34. Cooke´s New Plan of the Three Towns
34.1. Title: COOKE'S New Plan of the Three Towns of PLYMOUTH, DEVONPORT, AND STONEHOUSE. Price (1s 6d in sheets) above title.
Date: 1834.
Size: 252 x 445 mm.
Imprint(s): Published for the Proprietor Feby 1st 1834 and Sold at No. 82 Union Street, Stonehouse.Signature(s):
Comments: Detailed plan stretching from Torpoint (Aa) to Breakwater Quarries (Ee) and sold as a loose sheet. To the right of the map is a separate block with border containing a panel which begins: Borough of Devonport and Stonehouse. The Commissioners Appointed to Divide the New Boroughs ... . This is followed by a list of churches and chapels and finishes with the imprint noted above. The panel is missing in maps marked*; this and the wide Grecian "piano key" border (broken at Turnchapel Dockyard) gives rise to different library measurements, e.g. BL (520 x 250 mm) and NLS (232 x 420 mm).
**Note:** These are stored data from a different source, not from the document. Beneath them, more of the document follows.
//! Conversions between seconds and the `"<value> <unit>"` strings RemoteEx uses
//! for exposure times and time ranges.

use crate::error::{RemoteExError, RxResult};

const UNITS: [&str; 4] = ["s", "ms", "us", "ns"];

/// Convert a device value and unit (`"20"`, `"ns"`) to seconds.
pub fn unit_to_seconds(value: &str, unit: &str) -> RxResult<f64> {
    let index = UNITS
        .iter()
        .position(|u| *u == unit)
        .ok_or_else(|| RemoteExError::InvalidValue(format!("unsupported unit '{unit}' for value {value}")))?;
    let value: f64 = value
        .trim()
        .parse()
        .map_err(|e| RemoteExError::InvalidValue(format!("'{value}' is not a number ({e})")))?;
    Ok(value / 10f64.powi(3 * index as i32))
}

/// Parse a `"<value> <unit>"` reply field into seconds.
pub fn parse_time(field: &str) -> RxResult<f64> {
    let mut parts = field.split_whitespace();
    match (parts.next(), parts.next()) {
        (Some(value), Some(unit)) => unit_to_seconds(value, unit),
        _ => Err(RemoteExError::InvalidValue(format!(
            "'{field}' is not a '<value> <unit>' time"
        ))),
    }
}

/// Convert seconds to the string RemoteEx accepts.
///
/// Between 1 ns and 1 s the value is rounded to an integer count of the
/// matching unit (`2e-8` -> `"20 ns"`). From 1 s upwards it is written in
/// seconds with three decimals. The separating space is required by
/// `DevParamSet`.
pub fn seconds_to_unit(value: f64) -> RxResult<String> {
    if (1e-9..1.0).contains(&value) {
        let magnitude = (value.log10() / 3.0).floor().max(-3.0);
        let index = (-magnitude) as usize;
        let unit = UNITS
            .get(index)
            .ok_or_else(|| RemoteExError::InvalidValue(format!("no unit for {value} s")))?;
        let scaled = (value * 10f64.powi(3 * index as i32)).round();
        Ok(format!("{} {}", scaled as i64, unit))
    } else if value >= 1.0 {
        Ok(format!("{value:.3} s"))
    } else {
        Err(RemoteExError::InvalidValue(format!(
            "time {value} s cannot be expressed in RemoteEx units"
        )))
    }
}

/// Float comparison with a relative tolerance of 1e-5 (absolute 1e-18 near zero).
pub fn almost_equal(a: f64, b: f64) -> bool {
    (a - b).abs() <= 1e-18 + 1e-5 * a.abs().max(b.abs())
}

/// Element of `candidates` closest to `value`.
pub fn find_closest(value: f64, candidates: impl IntoIterator<Item = f64>) -> Option<f64> {
    candidates
        .into_iter()
        .min_by(|a, b| (a - value).abs().total_cmp(&(b - value).abs()))
}

#[cfg(test)]
#[allow(clippy::float_cmp)]
mod tests {
    use super::*;

    #[test]
    fn parses_device_times() {
        assert_eq!(unit_to_seconds("20", "ns").unwrap(), 20e-9);
        assert_eq!(unit_to_seconds("1", "us").unwrap(), 1e-6);
        assert_eq!(parse_time("100 ms").unwrap(), 0.1);
        assert_eq!(parse_time("2 s").unwrap(), 2.0);
        assert!(unit_to_seconds("1", "ps").is_err());
        assert!(parse_time("7").is_err());
    }

    #[test]
    fn formats_times() {
        assert_eq!(seconds_to_unit(2e-8).unwrap(), "20 ns");
        assert_eq!(seconds_to_unit(5e-6).unwrap(), "5 us");
        assert_eq!(seconds_to_unit(1e-9).unwrap(), "1 ns");
        assert_eq!(seconds_to_unit(0.1).unwrap(), "100 ms");
        assert_eq!(seconds_to_unit(2.5).unwrap(), "2.500 s");
        assert!(seconds_to_unit(1e-10).is_err());
        assert!(seconds_to_unit(-1.0).is_err());
    }

    #[test]
    fn closest_and_tolerance() {
        assert_eq!(find_closest(1.000001e-6, [1e-3, 1e-6]), Some(1e-6));
        assert_eq!(find_closest(5e-4, [1e-3, 1e-6]), Some(1e-3));
        assert_eq!(find_closest(1.0, Vec::new()), None);
        assert!(almost_equal(1.000001e-6, 1e-6));
        assert!(!almost_equal(5e-4, 1e-3));
        assert!(almost_equal(0.0, 0.0));
    }
}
This New Plan has less of the shading of the Stranger´s Guide but concentrates on the new division into wards. Hence the area of New Town is now Frankfort Ward and the part lower down, covering the southeast section of the city, is now Andrews Ward. More urban development is shown especially where the city and towns are expanding. The area south of Five Fields Lane is now occupied and at the western end and there is a burial ground and new residential housing at Wyndham Place surrounding Eldad Chapel. This small church was built for John Glanville Hawker and his congregation after they were forced to move from Stoke Damerel. The burial ground was begun c.1824 for the use of the Royal Naval Hospital on the other side of the road to Stoke. In the 1840s Brunel chose this as the site of a railway station but it became known as No Place Field when an opponent claimed it “was no place to build a station!”[2]
34.2 1841 Addition of the NEW / EDITION either side of price (Ee) and date 1841 added in title panel. The text in the panel (right) has been amended to include the new ward arrangement; Devonport is now a Borough.. There is a new imprint: Published for the Proprietor Feby 1st 1841 and Sold at No.50 Union-Place, Stonehouse. Given the new address and the fact that we know Cooke was still resident at 82 Union Street when he died in 1845, it would appear he had these printed but had an agent to sell them for him.
[1] Pasted into a scrapbook with title Plymouth together with two other maps by Cooke, Library D/b/9.
[2] Both stories at https://plymouthhistoryfestival.com/2020/05/27/walks-with-history-victoria-park-2/.
[3] I would like to thank Quentin B Spear for bringing this state to my attention.